Из подходящего обнаружил только округлый зал с обилием зарешёченных окон — здесь стоял телевизор, висел плакат "Мойте руки тщательно! Как перед едой, так и после принятия пищи!", в деревянных кадках из-под рыбы гнездились нездоровые худые пальмы.
Кока заскочил за угол и прижался спиной к стене. Замер, ожидая, что док не заметит его манёвра и пробежит мимо… и это было бы хорошо.
Или пойдёт по коридору медленно… опрометчиво подставив под удар ухо — и такой вариант тоже хорош.
Или побежит по коридору в противоположную сторону — "Тоже приемлемо, мне бы только подобрать себе в руку палку… например, черенок от швабры… чтобы уравновесить шансы".
Существовала угроза, что лже-доктор позвонит в милицию, но в такое верилось слабо… слабо верилось, что милиция откликнется на призыв из умалишенного дома… в канун Нового года.

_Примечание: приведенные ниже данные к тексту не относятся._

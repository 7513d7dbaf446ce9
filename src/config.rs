//! Configuration for import runs
//!
//! Settings resolved from CLI arguments with sensible defaults; validated
//! once before any file is touched.

use serde::{Deserialize, Serialize};
use std::path::PathBuf;

use crate::constants::DEFAULT_PARALLEL_WORKERS;
use crate::{Error, Result};

/// Processing settings for one import run
#[derive(Debug, Clone, Serialize, Deserialize)]
pub struct ProcessingConfig {
    /// File or directory to import
    pub input_path: PathBuf,

    /// Upper bound on files processed concurrently
    pub parallel_workers: usize,

    /// Show the batch progress bar
    pub show_progress: bool,
}

/// Output settings for one import run
#[derive(Debug, Clone, Serialize, Deserialize)]
pub struct OutputConfig {
    /// JSON-lines store path; `None` selects the in-memory dry-run store
    pub store_path: Option<PathBuf>,
}

/// Complete configuration for one import run
#[derive(Debug, Clone, Serialize, Deserialize)]
pub struct Config {
    pub processing: ProcessingConfig,
    pub output: OutputConfig,
}

impl Config {
    /// Build a configuration with defaults for everything but the input
    pub fn new(input_path: PathBuf) -> Self {
        Self {
            processing: ProcessingConfig {
                input_path,
                parallel_workers: default_workers(),
                show_progress: true,
            },
            output: OutputConfig { store_path: None },
        }
    }

    /// Validate the configuration before processing starts
    pub fn validate(&self) -> Result<()> {
        if self.processing.parallel_workers == 0 {
            return Err(Error::configuration("parallel_workers must be at least 1"));
        }
        if !self.processing.input_path.exists() {
            return Err(Error::input_not_found(
                self.processing.input_path.display().to_string(),
            ));
        }
        Ok(())
    }
}

/// Worker count derived from the CPU topology
pub fn default_workers() -> usize {
    let cpus = num_cpus::get();
    if cpus == 0 { DEFAULT_PARALLEL_WORKERS } else { cpus }
}

#[cfg(test)]
mod tests {
    use super::*;

    #[test]
    fn zero_workers_is_rejected() {
        let dir = tempfile::tempdir().unwrap();
        let mut config = Config::new(dir.path().to_path_buf());
        config.processing.parallel_workers = 0;
        assert!(config.validate().is_err());
    }

    #[test]
    fn missing_input_is_rejected() {
        let config = Config::new(PathBuf::from("/nonexistent/input"));
        assert!(config.validate().is_err());
    }

    #[test]
    fn defaults_validate_for_existing_input() {
        let dir = tempfile::tempdir().unwrap();
        let config = Config::new(dir.path().to_path_buf());
        assert!(config.validate().is_ok());
        assert!(config.processing.parallel_workers >= 1);
    }
}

…Мимо пролетела зелёная сытая муха. Стало тихо… неестественно тихо, как будто все звуки выключили. Кока почувствовал, как из-под шапки ползёт капля пота — от беготни его бросило в жар… а ещё это значило, что он провёл в засаде уже несколько минут… и что-то пошло не так.
Пошло не так.
Кока выглянул в коридор и в тоже мгновение ослеп — удар дубинки пришелся ему точнёхонько над переносицей.
Николай Дмитриевич не учёл, что в тапочках можно было подобраться совершенно беззвучно.
"Ах, ты господи боже мой! Ангелы небесные! — Кока завертел руками не понимая, защищается ли он от ударов дубинки, ли разгоняет стаю огненных ласточек, что шныряла молниеносно во всех сторонах и по всем направлениям. — Теперь держись, сукин сын! Теперь ты меня разозлил! Урою!"
***
Первое устойчивое воспоминание… Николаю Дмитриевичу было лет пять или шесть… может четыре (уточнять не хотелось, хотя по метрикам была такая возможность). В ту пору его устойчиво звали Кокой, он был первым ребёнком в семье; и вместе с родителями поехал в соседнюю деревню на свадьбу.
От свадьбы остались лишь самые общие впечатления: толкотня, суета и раскрасневшееся лицо незнакомой приторной женщины — она сюсюкала, хотела казаться милой и совала Коке в рот нечто съедобное. Кока вертел головой и сопротивлялся — от женщины неприятно пахло потом. Не то чтобы этот запах удивлял или казался новым — в деревне он встречается ежедневно и повсеместно. Более того, подросши и сформировавшись в мужчину, Кока понял, что нет аромата волнительнее, чем запах молодой разгорячённой девушки. Но тогда, в детстве… тогда Коке казалось, что, если он позволит леденцу вонзиться в рот, случится нечто непоправимое.
"Какой отвратительный ребёнок!" — проговорила, утомившись своей любезностью, женщина.